Many hands make meaningful mosaic for Wood County Senior Center

Volunteer artists help with mosaic in April.

By JAN LARSON McLAUGHLIN

BG Independent News

When Pat Limes visits the Wood County Senior Center in the future, she’ll be able to show her grandkids the corn she planted. The yellow ears will remain ripe and ready for the picking year round.

Limes and other seniors surrounded a long table Wednesday morning and sorted through colorful glass pieces to build blue skies, grow green stalks and cultivate yellow corn. This was their opportunity to create part of the mosaic tile project that will adorn the dining room windows in the senior center in Bowling Green.

“This is cut and paste – like kindergarten,” Limes said.

Like most of the amateur artists in the room, this was her first foray into mosaic work. 

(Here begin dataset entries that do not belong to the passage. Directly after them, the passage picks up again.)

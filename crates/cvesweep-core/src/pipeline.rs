//! Per-unit scan pipeline.
//!
//! A unit moves through a fixed sequence of states:
//!
//! ```text
//! Pending -> ArtifactGenerated -> ScanCompleted -> Parsed
//!        \-> ArtifactFailed   \-> ScanFailed   \-> ParseFailed
//! ```
//!
//! Any step may also end in `Cancelled` when the run is cancelled while the
//! unit is in flight, or in `Aborted` when the task running it dies. A failed
//! step skips every step that depends on it, and only a unit that reaches
//! `Parsed` is written to the [`ResultStore`]. If the store refuses the write
//! the unit ends in `StoreRejected`.

use crate::error::UnitError;
use crate::model::{SbomArtifact, VulnerabilityFinding, WorkloadUnit};
use crate::parser::ReportParser;
use crate::store::ResultStore;
use crate::tools::{ArtifactGenerator, VulnerabilityScanner};
use chrono::{DateTime, Utc};
use serde::{Deserialize, Serialize};
use std::sync::Arc;
use tokio_util::sync::CancellationToken;
use tracing::{info, warn};

#[derive(Debug, Clone, Copy, PartialEq, Eq, Hash, Serialize, Deserialize)]
pub enum PipelineState {
    Pending,
    ArtifactGenerated,
    ArtifactFailed,
    ScanCompleted,
    ScanFailed,
    Parsed,
    ParseFailed,
    /// Parsed, but the store refused the results.
    StoreRejected,
    Cancelled,
    /// The pipeline task itself died (panic or abort).
    Aborted,
}

impl PipelineState {
    pub fn is_terminal(&self) -> bool {
        !matches!(
            self,
            PipelineState::Pending | PipelineState::ArtifactGenerated | PipelineState::ScanCompleted
        )
    }

    pub fn is_success(&self) -> bool {
        *self == PipelineState::Parsed
    }

    pub fn label(&self) -> &str {
        match self {
            PipelineState::Pending => "pending",
            PipelineState::ArtifactGenerated => "artifact generated",
            PipelineState::ArtifactFailed => "SBOM generation failed",
            PipelineState::ScanCompleted => "scan completed",
            PipelineState::ScanFailed => "vulnerability scan failed",
            PipelineState::Parsed => "ok",
            PipelineState::ParseFailed => "report parse failed",
            PipelineState::StoreRejected => "results rejected by store",
            PipelineState::Cancelled => "cancelled",
            PipelineState::Aborted => "aborted",
        }
    }
}

/// A pipeline state together with the data produced so far.
#[derive(Debug)]
pub enum Step {
    Pending,
    ArtifactGenerated {
        artifact: SbomArtifact,
    },
    ScanCompleted {
        artifact: SbomArtifact,
        raw_report: Vec<u8>,
    },
    Parsed {
        artifact: SbomArtifact,
        findings: Vec<VulnerabilityFinding>,
    },
    Failed {
        state: PipelineState,
        error: UnitError,
    },
}

impl Step {
    pub fn state(&self) -> PipelineState {
        match self {
            Step::Pending => PipelineState::Pending,
            Step::ArtifactGenerated { .. } => PipelineState::ArtifactGenerated,
            Step::ScanCompleted { .. } => PipelineState::ScanCompleted,
            Step::Parsed { .. } => PipelineState::Parsed,
            Step::Failed { state, .. } => *state,
        }
    }

    fn failed(state: PipelineState, error: UnitError) -> Self {
        let state = if matches!(error, UnitError::Cancelled) {
            PipelineState::Cancelled
        } else {
            state
        };
        Step::Failed { state, error }
    }
}

/// Terminal record of one unit's pipeline.
#[derive(Debug, Clone, Serialize, Deserialize)]
pub struct UnitOutcome {
    pub unit: WorkloadUnit,
    pub state: PipelineState,
    pub error: Option<String>,
    pub finding_count: usize,
    pub finished_at: DateTime<Utc>,
}

impl UnitOutcome {
    pub fn succeeded(&self) -> bool {
        self.state.is_success() && self.error.is_none()
    }
}

/// The external collaborators a pipeline drives.
#[derive(Clone)]
pub struct Toolchain {
    pub generator: Arc<dyn ArtifactGenerator>,
    pub scanner: Arc<dyn VulnerabilityScanner>,
    pub parser: Arc<dyn ReportParser>,
}

impl Toolchain {
    pub fn new(
        generator: Arc<dyn ArtifactGenerator>,
        scanner: Arc<dyn VulnerabilityScanner>,
        parser: Arc<dyn ReportParser>,
    ) -> Self {
        Self {
            generator,
            scanner,
            parser,
        }
    }
}

pub struct UnitPipeline {
    unit: WorkloadUnit,
    tools: Toolchain,
}

impl UnitPipeline {
    pub fn new(unit: WorkloadUnit, tools: Toolchain) -> Self {
        Self { unit, tools }
    }

    pub fn unit(&self) -> &WorkloadUnit {
        &self.unit
    }

    /// Perform the single transition out of `step`. Terminal steps are
    /// returned unchanged.
    pub async fn advance(&self, step: Step, cancel: &CancellationToken) -> Step {
        if !step.state().is_terminal() && cancel.is_cancelled() {
            return Step::failed(PipelineState::Cancelled, UnitError::Cancelled);
        }

        let image = self.unit.image_ref.as_str();
        match step {
            Step::Pending => {
                info!("Generating SBOM for container {}", self.unit);
                match self.tools.generator.generate(image, cancel).await {
                    Ok(artifact) => Step::ArtifactGenerated { artifact },
                    Err(error) => Step::failed(PipelineState::ArtifactFailed, error),
                }
            }
            Step::ArtifactGenerated { artifact } => {
                info!("Scanning for CVEs in container {}", self.unit);
                match self.tools.scanner.scan(image, cancel).await {
                    Ok(raw_report) => Step::ScanCompleted {
                        artifact,
                        raw_report,
                    },
                    Err(error) => Step::failed(PipelineState::ScanFailed, error),
                }
            }
            Step::ScanCompleted {
                artifact,
                raw_report,
            } => match self.tools.parser.parse(&raw_report) {
                Ok(findings) => Step::Parsed { artifact, findings },
                Err(error) => Step::failed(PipelineState::ParseFailed, error),
            },
            terminal => terminal,
        }
    }

    /// Drive the unit to a terminal state, commit on success and record the
    /// outcome. Never returns an error: failures end up in the outcome.
    pub async fn run(self, store: &ResultStore, cancel: &CancellationToken) -> UnitOutcome {
        let mut step = Step::Pending;
        while !step.state().is_terminal() {
            step = self.advance(step, cancel).await;
        }

        let mut state = step.state();
        let (finding_count, error) = match step {
            Step::Parsed { artifact, findings } => {
                let count = findings.len();
                match store.commit(&self.unit.id, artifact, findings) {
                    Ok(()) => {
                        info!(
                            "Container {} scanned: {} vulnerabilities",
                            self.unit, count
                        );
                        (count, None)
                    }
                    Err(e) => {
                        warn!("Discarding results for container {}: {}", self.unit, e);
                        state = PipelineState::StoreRejected;
                        (0, Some(e.to_string()))
                    }
                }
            }
            Step::Failed { error, .. } => {
                warn!(
                    "Container {} stopped at '{}': {}",
                    self.unit,
                    state.label(),
                    error
                );
                (0, Some(error.to_string()))
            }
            _ => (0, None),
        };

        let outcome = UnitOutcome {
            unit: self.unit,
            state,
            error,
            finding_count,
            finished_at: Utc::now(),
        };
        store.record_outcome(outcome.clone());
        outcome
    }
}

“I’m lifelong Wood County,” she said, explaining her desire to be part of the project. “Art can touch everyone.”

Pat Limes (left) and Nadine Edwards (right) work on mosaic.

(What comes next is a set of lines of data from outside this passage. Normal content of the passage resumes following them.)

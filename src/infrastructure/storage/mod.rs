//! Storage infrastructure - Storage implementations

mod factory;
mod in_memory;
mod postgres;

pub use factory::{StorageConfig, StorageFactory, Stores};
pub use in_memory::InMemoryStorage;
pub use postgres::{PostgresConfig, PostgresStorage};
//! Cache infrastructure - moka-backed cache and the read-through helper

mod in_memory;
mod read_through;

pub use in_memory::{InMemoryCache, InMemoryCacheConfig};
pub use read_through::ReadThroughCache;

Sitting across from Limes was Judy Turner, who was piecing together another ear of corn.

“Being able to be part of this is such a wonderful opportunity,” Turner said.

The mosaic will be installed in the south windows of the dining room, where sun will be able to filter through. Local artist Gail Christofferson, of Animal House Glass, designed the project to depict the four seasons, plus pay tribute to Wood County’s corn crops in the center panel.

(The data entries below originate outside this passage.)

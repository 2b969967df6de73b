use serde::{Deserialize, Serialize};

use crate::infrastructure::storage::{PostgresConfig, StorageConfig};

/// Placeholder secret shipped in defaults; startup warns while it is in use
pub const DEFAULT_JWT_SECRET: &str = "change-me-in-production";

/// Application configuration
#[derive(Debug, Clone, Default, Serialize, Deserialize)]
#[serde(default)]
pub struct AppConfig {
    pub server: ServerConfig,
    pub logging: LoggingConfig,
    pub auth: AuthConfig,
    pub cache: CacheConfig,
    pub rate_limit: RateLimitConfig,
    pub storage: StorageSettings,
}

#[derive(Debug, Clone, Serialize, Deserialize)]
#[serde(default)]
pub struct ServerConfig {
    pub host: String,
    pub port: u16,
}

#[derive(Debug, Clone, Serialize, Deserialize)]
#[serde(default)]
pub struct LoggingConfig {
    pub level: String,
    pub format: LogFormat,
}

#[derive(Debug, Clone, Serialize, Deserialize, Default, PartialEq, Eq)]
#[serde(rename_all = "lowercase")]
pub enum LogFormat {
    #[default]
    Pretty,
    Json,
}

#[derive(Clone, Serialize, Deserialize)]
#[serde(default)]
pub struct AuthConfig {
    pub jwt_secret: String,
    pub token_ttl_hours: u64,
}

#[derive(Debug, Clone, Serialize, Deserialize)]
#[serde(default)]
pub struct CacheConfig {
    pub default_ttl_secs: u64,
    pub max_capacity: u64,
}

/// Per-client-IP request budget over a fixed window
#[derive(Debug, Clone, Serialize, Deserialize)]
#[serde(default)]
pub struct RateLimitConfig {
    pub enabled: bool,
    pub max_requests: u32,
    pub window_secs: u64,
    /// Key clients by `X-Forwarded-For`/`X-Real-IP`; enable only behind a proxy
    pub trust_forwarded_headers: bool,
}

#[derive(Debug, Clone, Serialize, Deserialize, Default, PartialEq, Eq)]
#[serde(rename_all = "lowercase")]
pub enum StorageBackend {
    #[default]
    Memory,
    Postgres,
}

#[derive(Debug, Clone, Serialize, Deserialize)]
#[serde(default)]
pub struct StorageSettings {
    pub backend: StorageBackend,
    pub database_url: Option<String>,
    pub max_connections: u32,
}

impl Default for ServerConfig {
    fn default() -> Self {
        Self {
            host: "0.0.0.0".to_string(),
            port: 3000,
        }
    }
}

impl Default for LoggingConfig {
    fn default() -> Self {
        Self {
            level: "info".to_string(),
            format: LogFormat::default(),
        }
    }
}

impl Default for AuthConfig {
    fn default() -> Self {
        Self {
            jwt_secret: DEFAULT_JWT_SECRET.to_string(),
            token_ttl_hours: 1,
        }
    }
}

impl std::fmt::Debug for AuthConfig {
    fn fmt(&self, f: &mut std::fmt::Formatter<'_>) -> std::fmt::Result {
        f.debug_struct("AuthConfig")
            .field("jwt_secret", &"[hidden]")
            .field("token_ttl_hours", &self.token_ttl_hours)
            .finish()
    }
}

impl AuthConfig {
    pub fn uses_default_secret(&self) -> bool {
        self.jwt_secret == DEFAULT_JWT_SECRET
    }
}

impl Default for CacheConfig {
    fn default() -> Self {
        Self {
            default_ttl_secs: 600,
            max_capacity: 10_000,
        }
    }
}

impl Default for RateLimitConfig {
    fn default() -> Self {
        Self {
            enabled: true,
            max_requests: 100,
            window_secs: 15 * 60,
            trust_forwarded_headers: false,
        }
    }
}

impl Default for StorageSettings {
    fn default() -> Self {
        Self {
            backend: StorageBackend::default(),
            database_url: None,
            max_connections: 10,
        }
    }
}

impl StorageSettings {
    /// Resolve the storage backend; postgres requires a database URL
    pub fn to_storage_config(&self) -> anyhow::Result<StorageConfig> {
        match self.backend {
            StorageBackend::Memory => Ok(StorageConfig::in_memory()),
            StorageBackend::Postgres => {
                let url = self
                    .database_url
                    .as_deref()
                    .ok_or_else(|| anyhow::anyhow!("storage.database_url is required for postgres"))?;

                Ok(StorageConfig::Postgres(
                    PostgresConfig::new(url).with_max_connections(self.max_connections),
                ))
            }
        }
    }
}

impl AppConfig {
    pub fn load() -> Result<Self, config::ConfigError> {
        let config = config::Config::builder()
            .add_source(config::File::with_name("config/default").required(false))
            .add_source(config::File::with_name("config/local").required(false))
            .add_source(
                config::Environment::with_prefix("APP")
                    .separator("__")
                    .try_parsing(true),
            )
            .build()?;

        config.try_deserialize()
    }

    /// Copy safe to print: the JWT secret and database credentials are masked
    pub fn redacted(&self) -> Self {
        let mut config = self.clone();
        config.auth.jwt_secret = "[hidden]".to_string();

        if config.storage.database_url.is_some() {
            config.storage.database_url = Some("[hidden]".to_string());
        }

        config
    }
}

#[cfg(test)]
mod tests {
    use super::*;

    #[test]
    fn test_defaults() {
        let config = AppConfig::default();

        assert_eq!(config.server.port, 3000);
        assert_eq!(config.auth.token_ttl_hours, 1);
        assert_eq!(config.cache.default_ttl_secs, 600);
        assert!(config.rate_limit.enabled);
        assert_eq!(config.rate_limit.max_requests, 100);
        assert_eq!(config.rate_limit.window_secs, 900);
        assert_eq!(config.storage.backend, StorageBackend::Memory);
        assert!(config.auth.uses_default_secret());
    }

    #[test]
    fn test_partial_source_keeps_defaults() {
        let config: AppConfig = config::Config::builder()
            .set_override("server.port", 4000)
            .unwrap()
            .set_override("storage.backend", "postgres")
            .unwrap()
            .build()
            .unwrap()
            .try_deserialize()
            .unwrap();

        assert_eq!(config.server.port, 4000);
        assert_eq!(config.server.host, "0.0.0.0");
        assert_eq!(config.storage.backend, StorageBackend::Postgres);
        assert_eq!(config.logging.level, "info");
    }

    #[test]
    fn test_postgres_requires_url() {
        let mut settings = StorageSettings {
            backend: StorageBackend::Postgres,
            ..Default::default()
        };
        assert!(settings.to_storage_config().is_err());

        settings.database_url = Some("postgres://localhost/tasks".to_string());
        let storage = settings.to_storage_config().unwrap();
        assert_eq!(storage.backend_name(), "postgres");
    }

    #[test]
    fn test_redacted_hides_secrets() {
        let mut config = AppConfig::default();
        config.auth.jwt_secret = "super-secret".to_string();
        config.storage.database_url = Some("postgres://user:pw@db/tasks".to_string());

        let printed = serde_json::to_string(&config.redacted()).unwrap();

        assert!(!printed.contains("super-secret"));
        assert!(!printed.contains("pw@db"));
        assert!(!format!("{:?}", config.auth).contains("super-secret"));
    }
}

On Wednesday, Christofferson watched as her senior citizen students put pieces of glass on the panels.

“They’re doing great,” she said. “I bring it prepared, so people can be successful. It’s kind of like a paint by numbers when I bring it to a community event.”

While stained glass is held together by soldering, glass mosaics are glued onto panels and grouted together – work that Christofferson does once the volunteer artists have positioned the glass. 

Christofferson admitted that when communities come together to build her mosaics, she sometimes goes back and fixes places that don’t meet her standards. But in some cases, the flaws are all part of the project.

“People are really excited when they get to do it,” she said. “It’s very therapeutic.”

Gail Christofferson (left), of Animal House Glass, oversees mosaic project.

Christofferson just completed a mosaic in New Mexico, where community members joined in. Though there were definite imperfections, the finished product was perfect, she said.

“The process is the community. The process was perfect,” she said. “Is the process the same as I would have done – no. I’m a professional.”

Christofferson’s work can be seen all over Bowling Green and beyond. Her first mosaic was created for the Otsego consolidated school building. Since then she has made mosaics for the Bowling Green Community Center, Simpson Garden Park, and Mileti Center at BGSU.

Her mosaics also adorn airports, malls, libraries and corporations from Oregon and New Mexico, to Tennessee and Virginia.

“I would consider myself a national artist now,” Christofferson said, as she glanced occasionally at the mosaic making process underway.

The Wood County Senior Center mosaic portrays springtime irises, cornflowers and daffodils, while the summer panels sprout fields of corn and sunflowers. The fall panel shows leaves turned yellow, orange and red, and the winter panel sprinkles some snow and holly.

Kathy Baker (left) and Betty Winslow work on spring panel.

Betty Winslow and Kathy Baker were piecing together a spring scene with colorful blooms. 

“I’ve never done this before, but it looked like fun,” Winslow said.

“I thought I was going to have to paint – but this is much more fun,” Baker said.

Christofferson is taking the panels to each of the eight senior centers in the county so all have an opportunity to be involved. Earlier this week, she was at satellite centers in Grand Rapids and Walbridge. Next week, she will take the art on the road to centers in North Baltimore, Pemberville, Wayne and Rossford.

The goal is to have as many older adults as possible place several glass tiles in the frames to create the final product to be permanently displaced at the Wood County Committee on Aging, 140 S. Grove St., Bowling Green.

The Wood County Committee on Aging’s Foundation Board funded the mosaic project.

“We thought it would add a lot of interest in the dining room,” said Nadine Edwards, a member of the foundation.

On Wednesday, she and her husband, Dick, pulled chairs up to the table to add pieces to the mosaic.

“So we can sit in the dining room and say, ‘I did that,’” Nadine Edwards said with a smile.